Peirce's second defining characteristic for the true continuum has then to do with the specific kind of way in which the various parts of the continuum are `welded' to one another and to the whole to which they are parts. In order to understand how individual parts of the continuum relate to each other and to the whole without being considered as finite points, and just how these relations reflect the positionings of individual parts of the continuum relative to one another in space and time, we will need to look more closely at Peirce's use of the concept of the infinitesimal.
For Peirce an infinitesimal is no more than a positive quantity which is less than any specifiable quantity. As such it cannot possibly be part of any discrete multitude which is identifiable by means of a cardinal number - i.e. such multitudes as form the basis for Cantorean transfinite sets. Cantor, indeed, had expressly rejected the idea that infinitesimals, traditionally and formally defined as the reciprocal of transfinite numbers, could have any place in mathematics. For Peirce, on the other hand, since the infinitesimal is merely one indeterminately small part of a true continuum, and since a true continuum can have no particular transfinite cardinal associated with it, then the infinitesimal cannot be defined as the reciprocal of such a cardinal. Infinitesimals are for Peirce both real and of unspecifiable extension, this taken to mean that they are not discernibly - in Leibnizian terms - different from one another. They have identical properties but are nonetheless distinct real entities, a condition Peirce characterizes as being "like two ideal rain drops, distinct but not different"[25].

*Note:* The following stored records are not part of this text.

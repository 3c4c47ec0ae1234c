//! Plan generation: profile in, dated workouts out.
//!
//! Each week gets one long run on the preferred weekday and fills the
//! remaining run days with easy, tempo or recovery runs scaled from the
//! long-run distance. The last week holds the race.

use crate::calendar::week_sunday;
use crate::days::{assign_other_days, choose_tempo_slot};
use crate::week::WeekInfo;
use crate::{round_half, Paces, RunnerProfile, Workout, WorkoutType, HALF_MARATHON_MILES};
use chrono::{Datelike, Duration, NaiveDate};

/// Long-run miles by days per week (3..=6), indexed by weeks from the
/// end minus one. Index 0 is the final training week. Plans longer than
/// the table repeat the last entry.
const LONG_FROM_END: [[f64; 16]; 4] = [
    [5.0, 7.0, 9.0, 7.0, 10.0, 11.0, 9.0, 7.0, 5.0, 6.0, 5.0, 4.0, 4.0, 4.0, 4.0, 4.0],
    [7.0, 10.0, 12.0, 11.0, 9.0, 10.0, 9.0, 8.0, 6.0, 7.0, 6.0, 5.0, 5.0, 5.0, 5.0, 4.0],
    [7.0, 11.0, 13.0, 12.0, 9.0, 11.0, 10.0, 9.0, 6.0, 8.0, 7.0, 5.0, 5.0, 5.0, 5.0, 5.0],
    [8.0, 12.0, 13.0, 13.0, 10.0, 12.0, 11.0, 10.0, 7.0, 9.0, 8.0, 6.0, 6.0, 6.0, 5.0, 5.0],
];

/// Minimum distance of any non-long training run
const MIN_RUN_MILES: f64 = 3.0;

/// Race-week shakeout distance
const SHAKEOUT_MILES: f64 = 3.0;

/// Maximum shakeout runs before the race
const MAX_SHAKEOUTS: usize = 2;

/// Label given to the generated race workout
pub const RACE_LABEL: &str = "RACE DAY!";

/// Long-run distance for a training week
pub fn long_run_miles(days_per_week: u8, weeks_from_end: u32) -> f64 {
    let row = &LONG_FROM_END[usize::from(days_per_week.clamp(3, 6) - 3)];
    let idx = (weeks_from_end.saturating_sub(1) as usize).min(row.len() - 1);
    row[idx]
}

fn scaled(long_miles: f64, fraction: f64) -> f64 {
    round_half(long_miles * fraction).max(MIN_RUN_MILES)
}

/// Generate the full plan, sorted by date
pub fn generate_plan(profile: &RunnerProfile) -> Vec<Workout> {
    let paces = profile.paces();
    let days_per_week = profile.clamped_days_per_week();
    let long_day = profile.long_run_day.num_days_from_sunday();
    let other_days = assign_other_days(long_day, u32::from(days_per_week));
    let tempo_slot = choose_tempo_slot(&other_days, long_day);
    let total_weeks = profile.plan_weeks();
    let first_sunday = week_sunday(profile.start_date);

    tracing::info!(
        "Generating {}-week plan for {} ({} days/week, long run {})",
        total_weeks,
        profile.name,
        days_per_week,
        profile.long_run_day
    );

    let mut workouts = Vec::new();
    for week in 1..=total_weeks {
        let info = WeekInfo::for_week(week, total_weeks);
        let sunday = first_sunday + Duration::weeks(i64::from(week - 1));
        let on_day = |day: u32| sunday + Duration::days(i64::from(day));

        if info.race {
            let race_date = profile.race_date.unwrap_or_else(|| on_day(long_day));
            push_race_week(&mut workouts, &info, &other_days, &paces, race_date, on_day);
            continue;
        }

        let long_miles = long_run_miles(days_per_week, info.weeks_from_end);
        tracing::debug!(
            "Week {} (wFE {}): {:?}, long run {} mi",
            week,
            info.weeks_from_end,
            info.phase(),
            long_miles
        );

        workouts.push(Workout::planned(
            on_day(long_day),
            WorkoutType::Long,
            WorkoutType::Long.label(),
            long_miles,
            paces.long,
            week,
            info.weeks_from_end,
        ));

        for (i, &day) in other_days.iter().enumerate() {
            let (kind, distance) = if info.tempo && i == tempo_slot {
                (WorkoutType::Tempo, scaled(long_miles, 0.38))
            } else if info.cutback {
                (WorkoutType::Recovery, scaled(long_miles, 0.28))
            } else if i == 0 {
                (WorkoutType::Easy, scaled(long_miles, 0.42))
            } else {
                (WorkoutType::Easy, scaled(long_miles, 0.32))
            };

            workouts.push(Workout::planned(
                on_day(day),
                kind,
                kind.label(),
                distance,
                paces.for_type(kind),
                week,
                info.weeks_from_end,
            ));
        }
    }

    workouts.sort_by_key(|w| w.date);
    tracing::info!("Generated {} workouts", workouts.len());
    workouts
}

fn push_race_week(
    workouts: &mut Vec<Workout>,
    info: &WeekInfo,
    other_days: &[u32],
    paces: &Paces,
    race_date: NaiveDate,
    on_day: impl Fn(u32) -> NaiveDate,
) {
    let race_day = race_date.weekday().num_days_from_sunday();

    for &day in other_days
        .iter()
        .filter(|&&d| d < race_day)
        .take(MAX_SHAKEOUTS)
    {
        workouts.push(Workout::planned(
            on_day(day),
            WorkoutType::Easy,
            WorkoutType::Easy.label(),
            SHAKEOUT_MILES,
            paces.easy,
            info.week,
            0,
        ));
    }

    workouts.push(Workout::planned(
        race_date,
        WorkoutType::Race,
        RACE_LABEL,
        HALF_MARATHON_MILES,
        paces.race,
        info.week,
        0,
    ));
}

// ============================================================================
// Punishment plan
// ============================================================================

/// Raw 5K and 10K paces (s/mi) used by the punishment schedule
fn punishment_base_paces(profile: &RunnerProfile) -> (f64, f64) {
    let five_k_pace = profile
        .five_k_seconds()
        .filter(|&s| s > 0)
        .map_or(crate::pace::DEFAULT_REFERENCE_PACE, |s| {
            f64::from(s) / crate::FIVE_K_MILES
        });
    let ten_k_pace = profile
        .ten_k_seconds()
        .filter(|&s| s > 0)
        .map_or(five_k_pace * 1.06, |s| f64::from(s) / crate::TEN_K_MILES);
    (five_k_pace, ten_k_pace)
}

fn punishment_pace_for(
    kind: WorkoutType,
    weeks_from_end: u32,
    max_wfe: u32,
    five_k_pace: f64,
    ten_k_pace: f64,
) -> f64 {
    // 0 at week 1, 1 at race week
    let t = if max_wfe > 0 {
        f64::from(max_wfe.saturating_sub(weeks_from_end)) / f64::from(max_wfe)
    } else {
        1.0
    };

    let pace = match kind {
        WorkoutType::Easy => five_k_pace * (1.06 - t * 0.06),
        WorkoutType::Recovery => five_k_pace * (1.10 - t * 0.05),
        WorkoutType::Tempo => five_k_pace * (0.95 - t * 0.05),
        WorkoutType::Long => ten_k_pace * (1.00 - t * 0.03),
        WorkoutType::Race => five_k_pace * 0.90,
    };
    pace.round()
}

/// Punishment pace for a single workout in the profile's plan
pub fn punishment_pace(profile: &RunnerProfile, kind: WorkoutType, weeks_from_end: u32) -> f64 {
    let (five_k_pace, ten_k_pace) = punishment_base_paces(profile);
    let max_wfe = profile.plan_weeks().saturating_sub(1);
    punishment_pace_for(kind, weeks_from_end, max_wfe, five_k_pace, ten_k_pace)
}

/// Same schedule as [`generate_plan`], with paces that tighten every week
pub fn generate_punishment_plan(profile: &RunnerProfile) -> Vec<Workout> {
    let mut workouts = generate_plan(profile);
    let (five_k_pace, ten_k_pace) = punishment_base_paces(profile);
    let max_wfe = profile.plan_weeks().saturating_sub(1);

    for workout in &mut workouts {
        workout.estimated_pace = punishment_pace_for(
            workout.kind,
            workout.weeks_from_end,
            max_wfe,
            five_k_pace,
            ten_k_pace,
        );
    }

    tracing::info!("Applied punishment paces to {} workouts", workouts.len());
    workouts
}
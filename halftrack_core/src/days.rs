//! Weekday assignment around the long run.
//!
//! Weekdays are indexed Sunday = 0 through Saturday = 6.

/// Weekdays (other than the long run) that carry the week's runs.
///
/// The day before the long run is only used when the other five days
/// are not enough. Chosen days are spread evenly over the preferred
/// pool. Returns `days_per_week - 1` indices in ascending order.
pub fn assign_other_days(long_run_day: u32, days_per_week: u32) -> Vec<u32> {
    let long_run_day = long_run_day % 7;
    let day_before = (long_run_day + 6) % 7;

    let (fallback, preferred): (Vec<u32>, Vec<u32>) = (0..7)
        .filter(|&d| d != long_run_day)
        .partition(|&d| d == day_before);

    let needed = days_per_week.saturating_sub(1) as usize;
    if needed == 0 {
        return Vec::new();
    }

    let mut days: Vec<u32> = if needed <= preferred.len() {
        let step = preferred.len() as f64 / needed as f64;
        (0..needed)
            .map(|i| {
                let idx = (i as f64 * step + step / 2.0).floor() as usize;
                preferred[idx.min(preferred.len() - 1)]
            })
            .collect()
    } else {
        preferred
            .iter()
            .chain(fallback.iter().take(needed - preferred.len()))
            .copied()
            .collect()
    };

    days.sort_unstable();
    days
}

/// Index into `other_days` of the tempo run.
///
/// Prefers the day whose gap before the long run is closest to three
/// days while leaving at least two. Falls back to the first day.
pub fn choose_tempo_slot(other_days: &[u32], long_run_day: u32) -> usize {
    let mut best = 0;
    let mut best_score = u32::MAX;

    for (i, &day) in other_days.iter().enumerate() {
        let before = (long_run_day % 7 + 7 - day % 7) % 7;
        let score = before.abs_diff(3);
        if before >= 2 && score < best_score {
            best_score = score;
            best = i;
        }
    }

    best
}

#[cfg(test)]
mod tests {
    use super::*;

    #[test]
    fn test_saturday_long_run_four_days() {
        assert_eq!(assign_other_days(6, 4), vec![0, 2, 4]);
    }

    #[test]
    fn test_day_before_long_run_avoided() {
        for long in 0..7 {
            let day_before = (long + 6) % 7;
            for dpw in 3..=6 {
                let days = assign_other_days(long, dpw);
                assert!(!days.contains(&day_before), "long={} dpw={}", long, dpw);
            }
        }
    }

    #[test]
    fn test_fallback_day_used_when_needed() {
        let days = assign_other_days(6, 7);
        assert_eq!(days, vec![0, 1, 2, 3, 4, 5]);
    }

    #[test]
    fn test_assignment_shape() {
        for long in 0..7 {
            for dpw in 3..=6 {
                let days = assign_other_days(long, dpw);
                assert_eq!(days.len(), (dpw - 1) as usize);
                assert!(!days.contains(&long));
                assert!(days.windows(2).all(|w| w[0] < w[1]), "sorted and distinct");
            }
        }
    }

    #[test]
    fn test_single_day_week_has_no_other_days() {
        assert!(assign_other_days(6, 1).is_empty());
    }

    #[test]
    fn test_tempo_slot_three_days_before_long_run() {
        // Saturday long run: Wednesday sits three days out
        let days = vec![1, 3, 5];
        assert_eq!(choose_tempo_slot(&days, 6), 1);
    }

    #[test]
    fn test_tempo_slot_wraps_week() {
        // Sunday long run: Thursday is three days before
        let days = assign_other_days(0, 4);
        let slot = choose_tempo_slot(&days, 0);
        let before = (7 - days[slot]) % 7;
        assert!(before >= 2);
    }

    #[test]
    fn test_tempo_slot_default() {
        // Only the day before the long run is available
        assert_eq!(choose_tempo_slot(&[5], 6), 0);
        assert_eq!(choose_tempo_slot(&[], 6), 0);
    }
}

Returning then, to the notion of mode of immediate connection mentioned previously: in order for parts of a linear continuum to be immediately connected, Peirce's main requirement is that they must be sufficiently small so as to no longer be subject to the same kinds of constraints on the relation of identity and otherness which hold for larger parts. When this is so, and when the parts are so connected, each and every part has exactly the same internal nature, they are in other words continuous, one-dimensional, geometric entities which are infinitesimal - less than any possibly specifiable positive length. Thus, they cannot be discerned as different from one another with regard to length, and the only difference between them will be with regard to the sequencing of their positions relative to one another on the continuous line of which they are parts.
Let us first take the case of two discernible parts, call them XX1 and YY1, of a continuous line, both of which have extension and are thus of some specifiable positive length. In this case there are three possible ways in which they may have parts in common. They are as follows:
1. Full inclusion of XX1 in YY1, as in:
2. Exact coincidence between XX1 and YY1 as in:
3. Overlap of XX1 and YY1 as in:
For two indefinitely small, indiscernibly different neighbouring parts (let us for the sake of comparison refer to these as xx1 and yy1) on the same continuous line, such distinctions among possible relations between them converge and cease to be meaningful, since one can no longer say that xx1 is smaller than yy1, or that xx1 is enclosed in yy1. In fact, all that one can really say is that there is a special kind of exact coincidence between xx1 and yy1, with each one sharing all of its parts with the other. Continuing to assume that xx1 and yy1 are immediately neighbouring parts on the continuous line, how then is it then possible to take account of this in terms of their positioning relative to one another, while at the same time allowing them to remain immediately connected?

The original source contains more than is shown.